The pair edged lower amid a weaker dollar and a recent improvement in WTI crude oil prices, Canada’s key export, as the market awaited top-line data from the U.S. and Canada.
However, the U.S. dollar index fell back to around 103.50 from the 10-week high recorded the day before. WTI crude oil ended its two-day losing streak and rose 0.20% to $79.75 during the session.
It is worth pointing out that market sentiment is cautiously optimistic, coupled with the fall in U.S. bond yields, also challenged the dollar bulls and supported the rebound in oil prices.
Among the main catalysts, U.S. Commerce Secretary Gina Raimondo is due to visit Beijing next week, suggesting a possible improvement in U.S.-China relations. Likewise, news broke earlier in the week that the United States removed 27 Chinese entities from its “unverified list,” lifting sanctions against them and heralding hopes for improved diplomatic relations.

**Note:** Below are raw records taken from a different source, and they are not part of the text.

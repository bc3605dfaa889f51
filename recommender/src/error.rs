//! Recommender error types

use thiserror::Error;

pub type RecommenderResult<T> = Result<T, RecommenderError>;

#[derive(Error, Debug, Clone, PartialEq)]
pub enum RecommenderError {
    #[error("Invalid scoring configuration: {field} {reason}")]
    InvalidConfig { field: &'static str, reason: String },
}
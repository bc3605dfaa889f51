//! Chat-completions client for the hosted text-generation model

use std::time::Instant;

use async_trait::async_trait;
use serde_json::Value;

use shared::ApiFailure;

use crate::error::{GeneratorError, GeneratorResult};
use crate::traits::ModelClient;
use crate::types::{ModelRequest, ModelResponse};

/// Real implementation of ModelClient over an OpenAI-compatible API
#[derive(Clone)]
pub struct RealModelClient {
    http: reqwest::Client,
    endpoint: String,
    api_key: String,
}

impl RealModelClient {
    pub fn new(api_key: impl Into<String>, base_url: &str) -> GeneratorResult<Self> {
        let parsed = url::Url::parse(base_url).map_err(|e| GeneratorError::Config {
            message: format!("base_url '{base_url}' is not a valid URL: {e}"),
        })?;
        if !matches!(parsed.scheme(), "http" | "https") {
            return Err(GeneratorError::Config {
                message: format!("base_url '{base_url}' must use http or https"),
            });
        }

        Ok(Self {
            http: reqwest::Client::new(),
            endpoint: format!("{}/chat/completions", base_url.trim_end_matches('/')),
            api_key: api_key.into(),
        })
    }

    pub fn endpoint(&self) -> &str {
        &self.endpoint
    }
}

fn map_status(status: reqwest::StatusCode) -> ApiFailure {
    match status.as_u16() {
        401 | 403 => ApiFailure::AuthenticationFailed,
        429 => ApiFailure::RateLimitExceeded,
        503 => ApiFailure::ServiceUnavailable,
        400 | 404 | 422 => ApiFailure::InvalidRequest(status.to_string()),
        _ => ApiFailure::ServerError(status.to_string()),
    }
}

fn usage_field(usage: Option<&Value>, key: &str) -> u32 {
    usage
        .and_then(|u| u.get(key))
        .and_then(Value::as_u64)
        .unwrap_or(0) as u32
}

#[async_trait]
impl ModelClient for RealModelClient {
    async fn complete(&self, request: ModelRequest) -> Result<ModelResponse, ApiFailure> {
        let request_start = Instant::now();

        let request_body = serde_json::json!({
            "model": request.model,
            "messages": [
                {"role": "system", "content": request.system},
                {"role": "user", "content": request.user}
            ],
            "temperature": request.temperature,
            "max_tokens": request.max_tokens
        });

        let response = self
            .http
            .post(&self.endpoint)
            .bearer_auth(&self.api_key)
            .json(&request_body)
            .send()
            .await
            .map_err(|e| {
                if e.is_timeout() {
                    ApiFailure::Timeout
                } else {
                    ApiFailure::NetworkError(e.to_string())
                }
            })?;

        let response_time = request_start.elapsed();

        if !response.status().is_success() {
            return Err(map_status(response.status()));
        }

        let response_json: Value = response
            .json()
            .await
            .map_err(|e| ApiFailure::MalformedResponse(format!("body is not JSON: {e}")))?;

        let content = response_json
            .get("choices")
            .and_then(|choices| choices.get(0))
            .and_then(|choice| choice.get("message"))
            .and_then(|message| message.get("content"))
            .and_then(Value::as_str)
            .ok_or_else(|| ApiFailure::MalformedResponse("no content in response".to_string()))?;

        let usage = response_json.get("usage");
        let model_used = response_json
            .get("model")
            .and_then(Value::as_str)
            .unwrap_or(&request.model)
            .to_string();

        Ok(ModelResponse {
            content: content.to_string(),
            prompt_tokens: usage_field(usage, "prompt_tokens"),
            completion_tokens: usage_field(usage, "completion_tokens"),
            model_used,
            response_time,
        })
    }
}
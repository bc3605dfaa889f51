//! Extracts the JSON object from free-form model output

use serde::de::DeserializeOwned;
use serde_json::Value;

use crate::error::ParseError;

/// Byte range of the first balanced `{ ... }` region in `raw`.
///
/// Braces inside string literals do not count, and a backslash escapes the
/// next character inside a string.
pub fn locate_object(raw: &str) -> Result<(usize, usize), ParseError> {
    let start = raw.find('{').ok_or(ParseError::NoObject)?;

    let mut depth = 0usize;
    let mut in_string = false;
    let mut escaped = false;

    for (offset, ch) in raw[start..].char_indices() {
        if in_string {
            match ch {
                _ if escaped => escaped = false,
                '\\' => escaped = true,
                '"' => in_string = false,
                _ => {}
            }
            continue;
        }

        match ch {
            '"' => in_string = true,
            '{' => depth += 1,
            '}' => {
                depth -= 1;
                if depth == 0 {
                    let end = start + offset + ch.len_utf8();
                    return Ok((start, end));
                }
            }
            _ => {}
        }
    }

    Err(ParseError::Unbalanced { start })
}

/// Slice the first balanced object out of `raw` and decode it strictly
pub fn parse(raw: &str) -> Result<Value, ParseError> {
    let (start, end) = locate_object(raw)?;
    serde_json::from_str(&raw[start..end]).map_err(|e| ParseError::InvalidJson { message: e.to_string() })
}

/// Deserialize a parsed object into a stage's typed output
pub fn into_shape<T: DeserializeOwned>(value: Value) -> Result<T, ParseError> {
    serde_json::from_value(value).map_err(|e| ParseError::Shape { message: e.to_string() })
}
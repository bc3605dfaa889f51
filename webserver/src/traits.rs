//! Service trait definitions for dependency injection
//!
//! Identity lookup and artifact persistence are external collaborators,
//! reached only through these traits.

use async_trait::async_trait;

use crate::error::WebServerResult;
use crate::types::{ArtifactRecord, Identity};

/// Resolves a bearer token to the user it belongs to
#[mockall::automock]
#[async_trait]
pub trait TokenVerifier: Send + Sync {
    /// Fails with `Unauthorized` when the token is not accepted
    async fn verify(&self, token: &str) -> WebServerResult<Identity>;
}

/// Per-user storage of generated artifacts
#[mockall::automock]
#[async_trait]
pub trait ArtifactStore: Send + Sync {
    /// Insert or replace the record with the same user and id
    async fn upsert(&self, record: ArtifactRecord) -> WebServerResult<()>;

    /// Names of the user's most recent drills, newest first
    async fn recent_drill_names(&self, user_id: &str, limit: usize) -> WebServerResult<Vec<String>>;
}
//! Ray-cylinder intersection in local space.
//!
//! The canonical cylinder is an open tube of radius 1 around the local
//! Y axis, truncated to |y| <= 1 so its bounding box is finite. There
//! are no end caps; a ray down the axis passes straight through.

use glint_math::{Interval, Ray, Vec2, Vec3};

use crate::intersection::LocalHit;

pub(crate) fn intersect(ray: &Ray, window: Interval) -> Option<LocalHit> {
    let o = ray.origin;
    let d = ray.direction;

    // Project onto the XZ plane and solve the circle quadratic.
    let a = d.x * d.x + d.z * d.z;
    if a < 1e-12 {
        // Ray parallel to the axis never crosses the tube wall
        return None;
    }
    let half_b = o.x * d.x + o.z * d.z;
    let c = o.x * o.x + o.z * o.z - 1.0;

    let discriminant = half_b * half_b - a * c;
    if discriminant < 0.0 {
        return None;
    }
    let sqrt_d = discriminant.sqrt();

    // The nearer root can fall outside the height bound while the
    // farther one is still valid, so both are tried in order.
    for t in [(-half_b - sqrt_d) / a, (-half_b + sqrt_d) / a] {
        if !window.surrounds(t) {
            continue;
        }
        let point = ray.at(t);
        if point.y.abs() > 1.0 {
            continue;
        }
        return Some(LocalHit {
            t,
            normal: Vec3::new(point.x, 0.0, point.z),
            uv: uv(point),
        });
    }

    None
}

/// `u` wraps around the tube, `v` is the raw height so textures tile
/// vertically on tall instances.
fn uv(point: Vec3) -> Vec2 {
    let u = point.x.atan2(point.z) / (2.0 * std::f32::consts::PI);
    Vec2::new(u, point.y)
}

#[cfg(test)]
mod tests {
    use super::*;

    const WINDOW: Interval = Interval {
        min: 0.001,
        max: f32::INFINITY,
    };

    #[test]
    fn test_side_hit() {
        let ray = Ray::new(Vec3::new(0.0, 0.0, -5.0), Vec3::Z);
        let hit = intersect(&ray, WINDOW).unwrap();

        assert!((hit.t - 4.0).abs() < 1e-5);
        assert!((hit.normal - Vec3::NEG_Z).length() < 1e-5);
    }

    #[test]
    fn test_above_height_bound_misses() {
        let ray = Ray::new(Vec3::new(0.0, 1.5, -5.0), Vec3::Z);
        assert!(intersect(&ray, WINDOW).is_none());
    }

    #[test]
    fn test_axis_parallel_ray_misses() {
        let ray = Ray::new(Vec3::new(0.5, -5.0, 0.0), Vec3::Y);
        assert!(intersect(&ray, WINDOW).is_none());
    }

    #[test]
    fn test_inside_hits_far_wall() {
        let ray = Ray::new(Vec3::ZERO, Vec3::X);
        let hit = intersect(&ray, WINDOW).unwrap();

        assert!((hit.t - 1.0).abs() < 1e-5);
        assert!((hit.normal - Vec3::X).length() < 1e-5);
    }

    #[test]
    fn test_near_root_out_of_bounds_falls_through_to_far() {
        // Enters above y = 1, descends, and exits through the far wall
        // inside the height bound.
        let ray = Ray::new(Vec3::new(0.0, 1.5, -2.0), Vec3::new(0.0, -1.0, 1.0));
        let hit = intersect(&ray, WINDOW).unwrap();

        let point = ray.at(hit.t);
        assert!(point.y.abs() <= 1.0);
        assert!((point.z - 1.0).abs() < 1e-5);
    }

    #[test]
    fn test_normal_has_no_y_component() {
        let ray = Ray::new(Vec3::new(0.3, 0.9, -5.0), Vec3::Z);
        let hit = intersect(&ray, WINDOW).unwrap();

        assert_eq!(hit.normal.y, 0.0);
        assert!((hit.normal.length() - 1.0).abs() < 1e-5);
    }
}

In addition, mixed U.S. data and Fed talks also challenged the dollar index bulls, as market participants do not expect Federal Reserve Chairman Jerome Powell to deliver a hawkish speech at the annual Jackson Hole meeting this week. Nonetheless, U.S. existing home sales in July and the Richmond Fed manufacturing index in August improved slightly, which in turn should fuel USD/CAD bears. However, hawkish speeches from Richmond Fed President Thomas Barkin supported the pair.
In this context, the yield on the 10-year U.S. Treasury bond maintained its retracement to 4.31%, the highest level since the end of 2007 the day before, and the S&P 500 index futures rose 0.25% to recover 4410 points, reversing from a one-week high the day before yesterday.
Canadian June retail sales are expected to fall on a monthly basis, but core retail sales may improve, which may guide USD/CAD day traders, followed by US August PMI and July existing home sales data.